##### GIVEN DATA

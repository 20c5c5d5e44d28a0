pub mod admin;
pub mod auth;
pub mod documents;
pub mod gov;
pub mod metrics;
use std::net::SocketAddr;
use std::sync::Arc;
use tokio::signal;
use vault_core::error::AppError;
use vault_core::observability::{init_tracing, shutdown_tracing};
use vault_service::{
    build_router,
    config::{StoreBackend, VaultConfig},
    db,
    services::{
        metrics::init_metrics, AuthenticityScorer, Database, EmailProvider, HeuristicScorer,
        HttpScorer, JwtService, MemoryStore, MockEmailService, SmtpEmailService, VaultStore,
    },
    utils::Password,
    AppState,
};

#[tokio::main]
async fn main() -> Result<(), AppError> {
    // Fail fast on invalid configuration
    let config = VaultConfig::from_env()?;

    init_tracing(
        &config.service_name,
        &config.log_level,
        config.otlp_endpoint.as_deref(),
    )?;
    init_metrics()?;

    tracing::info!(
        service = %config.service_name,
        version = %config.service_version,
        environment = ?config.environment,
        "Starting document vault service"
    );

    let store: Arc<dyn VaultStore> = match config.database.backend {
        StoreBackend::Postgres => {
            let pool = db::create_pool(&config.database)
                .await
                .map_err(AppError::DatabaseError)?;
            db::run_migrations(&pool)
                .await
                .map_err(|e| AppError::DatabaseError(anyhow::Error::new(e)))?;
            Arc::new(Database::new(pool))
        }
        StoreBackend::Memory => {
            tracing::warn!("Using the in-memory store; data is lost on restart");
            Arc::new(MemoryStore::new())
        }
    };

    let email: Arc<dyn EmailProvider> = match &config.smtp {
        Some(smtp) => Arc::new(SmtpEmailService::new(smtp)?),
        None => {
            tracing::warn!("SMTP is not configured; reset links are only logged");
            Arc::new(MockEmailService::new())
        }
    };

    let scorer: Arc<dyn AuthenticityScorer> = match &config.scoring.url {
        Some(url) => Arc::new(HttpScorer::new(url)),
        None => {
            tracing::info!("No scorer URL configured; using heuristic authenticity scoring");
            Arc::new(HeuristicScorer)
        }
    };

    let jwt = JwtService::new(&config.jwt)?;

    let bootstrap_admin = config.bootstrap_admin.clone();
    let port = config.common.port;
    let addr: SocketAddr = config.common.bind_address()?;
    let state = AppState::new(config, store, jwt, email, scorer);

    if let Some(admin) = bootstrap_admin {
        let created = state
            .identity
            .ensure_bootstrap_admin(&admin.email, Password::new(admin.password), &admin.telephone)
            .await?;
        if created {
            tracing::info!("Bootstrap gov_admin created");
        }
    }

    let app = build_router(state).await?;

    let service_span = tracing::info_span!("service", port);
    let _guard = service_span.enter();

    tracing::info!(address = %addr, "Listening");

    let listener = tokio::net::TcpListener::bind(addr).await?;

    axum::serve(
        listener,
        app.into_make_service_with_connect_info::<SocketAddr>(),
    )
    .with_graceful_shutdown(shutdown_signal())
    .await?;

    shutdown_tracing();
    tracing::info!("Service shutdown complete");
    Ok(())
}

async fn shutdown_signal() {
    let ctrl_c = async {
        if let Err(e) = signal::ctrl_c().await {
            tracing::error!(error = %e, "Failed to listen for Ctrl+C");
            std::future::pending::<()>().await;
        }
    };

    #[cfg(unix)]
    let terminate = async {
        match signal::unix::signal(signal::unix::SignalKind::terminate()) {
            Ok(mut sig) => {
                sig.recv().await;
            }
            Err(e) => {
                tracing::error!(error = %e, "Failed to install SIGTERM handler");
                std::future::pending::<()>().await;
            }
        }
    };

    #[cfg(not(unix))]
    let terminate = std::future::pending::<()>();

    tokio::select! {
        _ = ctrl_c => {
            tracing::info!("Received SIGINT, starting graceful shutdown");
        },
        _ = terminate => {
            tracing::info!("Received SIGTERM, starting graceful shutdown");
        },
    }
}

##########

#### [TASK DETAILS]
This exercise needs each record retyped exactly as shown.

#### [RESULT OF THIS TASK]
repository 20c5c5d5e44d28a0
pub mod admin;
pub mod auth;
pub mod documents;
pub mod gov;
pub mod metrics;
use std::net::SocketAddr;
use std::sync::Arc;
use tokio::signal;
use vault_core::error::AppError;
use vault_core::observability::{init_tracing, shutdown_tracing};
use vault_service::{
    build_router,
    config::{StoreBackend, VaultConfig},
    db,
    services::{
        metrics::init_metrics, AuthenticityScorer, Database, EmailProvider, HeuristicScorer,
        HttpScorer, JwtService, MemoryStore, MockEmailService, SmtpEmailService, VaultStore,
    },
    utils::Password,
    AppState,
};

#[tokio::main]
async fn main() -> Result<(), AppError> {
    // Fail fast on invalid configuration
    let config = VaultConfig::from_env()?;

    init_tracing(
        &config.service_name,
        &config.log_level,
        config.otlp_endpoint.as_deref(),
    )?;
    init_metrics()?;

    tracing::info!(
        service = %config.service_name,
        version = %config.service_version,
        environment = ?config.environment,
        "Starting document vault service"
    );

    let store: Arc<dyn VaultStore> = match config.database.backend {
        StoreBackend::Postgres => {
            let pool = db::create_pool(&config.database)
                .await
                .map_err(AppError::DatabaseError)?;
            db::run_migrations(&pool)
                .await
                .map_err(|e| AppError::DatabaseError(anyhow::Error::new(e)))?;
            Arc::new(Database::new(pool))
        }
        StoreBackend::Memory => {
            tracing::warn!("Using the in-memory store; data is lost on restart");
            Arc::new(MemoryStore::new())
        }
    };

    let email: Arc<dyn EmailProvider> = match &config.smtp {
        Some(smtp) => Arc::new(SmtpEmailService::new(smtp)?),
        None => {
            tracing::warn!("SMTP is not configured; reset links are only logged");
            Arc::new(MockEmailService::new())
        }
    };

    let scorer: Arc<dyn AuthenticityScorer> = match &config.scoring.url {
        Some(url) => Arc::new(HttpScorer::new(url)),
        None => {
            tracing::info!("No scorer URL configured; using heuristic authenticity scoring");
            Arc::new(HeuristicScorer)
        }
    };

    let jwt = JwtService::new(&config.jwt)?;

    let bootstrap_admin = config.bootstrap_admin.clone();
    let port = config.common.port;
    let addr: SocketAddr = config.common.bind_address()?;
    let state = AppState::new(config, store, jwt, email, scorer);

    if let Some(admin) = bootstrap_admin {
        let created = state
            .identity
            .ensure_bootstrap_admin(&admin.email, Password::new(admin.password), &admin.telephone)
            .await?;
        if created {
            tracing::info!("Bootstrap gov_admin created");
        }
    }

    let app = build_router(state).await?;

    let service_span = tracing::info_span!("service", port);
    let _guard = service_span.enter();

    tracing::info!(address = %addr, "Listening");

    let listener = tokio::net::TcpListener::bind(addr).await?;

    axum::serve(
        listener,
        app.into_make_service_with_connect_info::<SocketAddr>(),
    )
    .with_graceful_shutdown(shutdown_signal())
    .await?;

    shutdown_tracing();
    tracing::info!("Service shutdown complete");
    Ok(())
}

async fn shutdown_signal() {
    let ctrl_c = async {
        if let Err(e) = signal::ctrl_c().await {
            tracing::error!(error = %e, "Failed to listen for Ctrl+C");
            std::future::pending::<()>().await;
        }
    };

    #[cfg(unix)]
    let terminate = async {
        match signal::unix::signal(signal::unix::SignalKind::terminate()) {
            Ok(mut sig) => {
                sig.recv().await;
            }
            Err(e) => {
                tracing::error!(error = %e, "Failed to install SIGTERM handler");
                std::future::pending::<()>().await;
            }
        }
    };

    #[cfg(not(unix))]
    let terminate = std::future::pending::<()>();

    tokio::select! {
        _ = ctrl_c => {
            tracing::info!("Received SIGINT, starting graceful shutdown");
        },
        _ = terminate => {
            tracing::info!("Received SIGTERM, starting graceful shutdown");
        },
    }
}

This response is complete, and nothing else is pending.